Extracted data entries:
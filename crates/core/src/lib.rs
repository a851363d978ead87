//! Core puzzle engine - pure, synchronous, and testable
//!
//! This crate contains every rule of the block-placement puzzle: the board,
//! shape templates and rotation, tray generation, line clearing, scoring and
//! deadlock detection. It has **no rendering, audio or input code**; a
//! presentation layer drives it through [`GameSession`] and renders from
//! [`SessionSnapshot`].
//!
//! # Module Structure
//!
//! - [`shapes`]: square occupancy patterns, 90° rotation, live shapes
//! - [`catalog`]: the nine canonical 3x3 templates and their weight classes
//! - [`board`]: 10x10 grid with normalized placement and row/column clearing
//! - [`supply`]: weighted random trays of three shapes
//! - [`scoring`]: `100 * k²` points for `k` lines cleared at once
//! - [`persist`]: high-score store seam and an in-memory store
//! - [`session`]: one play-through, from first tray to deadlock
//! - [`snapshot`]: read-only copy of a session for rendering
//!
//! # Game Rules
//!
//! - The tray offers three shapes; a new tray is dealt once all three are placed
//! - Shapes are placed by naming where their occupied region starts
//! - Any full row and any full column is emptied after each placement
//! - The game ends when no shape left in the tray fits anywhere
//!
//! # Example
//!
//! ```
//! use gridblock_core::{GameSession, MemoryStore, PlacementOutcome, ShapeSupply};
//!
//! let mut session = GameSession::new(MemoryStore::new(), ShapeSupply::from_seed(42));
//!
//! // Every catalog shape fits on an empty board
//! let (x, y) = session
//!     .board()
//!     .legal_placements(session.tray().get(0).unwrap())
//!     .next()
//!     .unwrap();
//!
//! match session.attempt_placement(0, x, y) {
//!     PlacementOutcome::Accepted(report) => assert_eq!(report.total_score, 0),
//!     PlacementOutcome::Rejected(reason) => panic!("rejected: {:?}", reason),
//! }
//! assert!(session.tray().get(0).is_none());
//! ```

pub mod board;
pub mod catalog;
pub mod persist;
pub mod scoring;
pub mod session;
pub mod shapes;
pub mod snapshot;
pub mod supply;

pub use gridblock_types as types;

// Re-export commonly used types for convenience
pub use board::{Board, ClearedLines, InvalidPlacement};
pub use catalog::{templates, ShapeTemplate, TEMPLATES};
pub use persist::{HighScoreStore, MemoryStore, StoreError};
pub use scoring::{calculate_score, ScoreResult};
pub use session::{GameSession, PlacementOutcome, PlacementReport, RejectReason};
pub use shapes::{Pattern, Shape};
pub use snapshot::{SessionSnapshot, TrayShapeSnapshot};
pub use supply::{ShapeSupply, Tray, TraySource};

▶ [THE PROBLEM] Copy each line exactly, beginning at the one with "after each placement" and stopping after the last line of the entries. Include nothing else.

▶ [ANSWER BOX]
//! - Any full row and any full column is emptied after each placement
//! - The game ends when no shape left in the tray fits anywhere
//!
//! # Example
//!
//! ```
//! use gridblock_core::{GameSession, MemoryStore, PlacementOutcome, ShapeSupply};
//!
//! let mut session = GameSession::new(MemoryStore::new(), ShapeSupply::from_seed(42));
//!
//! // Every catalog shape fits on an empty board
//! let (x, y) = session
//!     .board()
//!     .legal_placements(session.tray().get(0).unwrap())
//!     .next()
//!     .unwrap();
//!
//! match session.attempt_placement(0, x, y) {
//!     PlacementOutcome::Accepted(report) => assert_eq!(report.total_score, 0),
//!     PlacementOutcome::Rejected(reason) => panic!("rejected: {:?}", reason),
//! }
//! assert!(session.tray().get(0).is_none());
//! ```

pub mod board;
pub mod catalog;
pub mod persist;
pub mod scoring;
pub mod session;
pub mod shapes;
pub mod snapshot;
pub mod supply;

pub use gridblock_types as types;

// Re-export commonly used types for convenience
pub use board::{Board, ClearedLines, InvalidPlacement};
pub use catalog::{templates, ShapeTemplate, TEMPLATES};
pub use persist::{HighScoreStore, MemoryStore, StoreError};
pub use scoring::{calculate_score, ScoreResult};
pub use session::{GameSession, PlacementOutcome, PlacementReport, RejectReason};
pub use shapes::{Pattern, Shape};
pub use snapshot::{SessionSnapshot, TrayShapeSnapshot};
pub use supply::{ShapeSupply, Tray, TraySource};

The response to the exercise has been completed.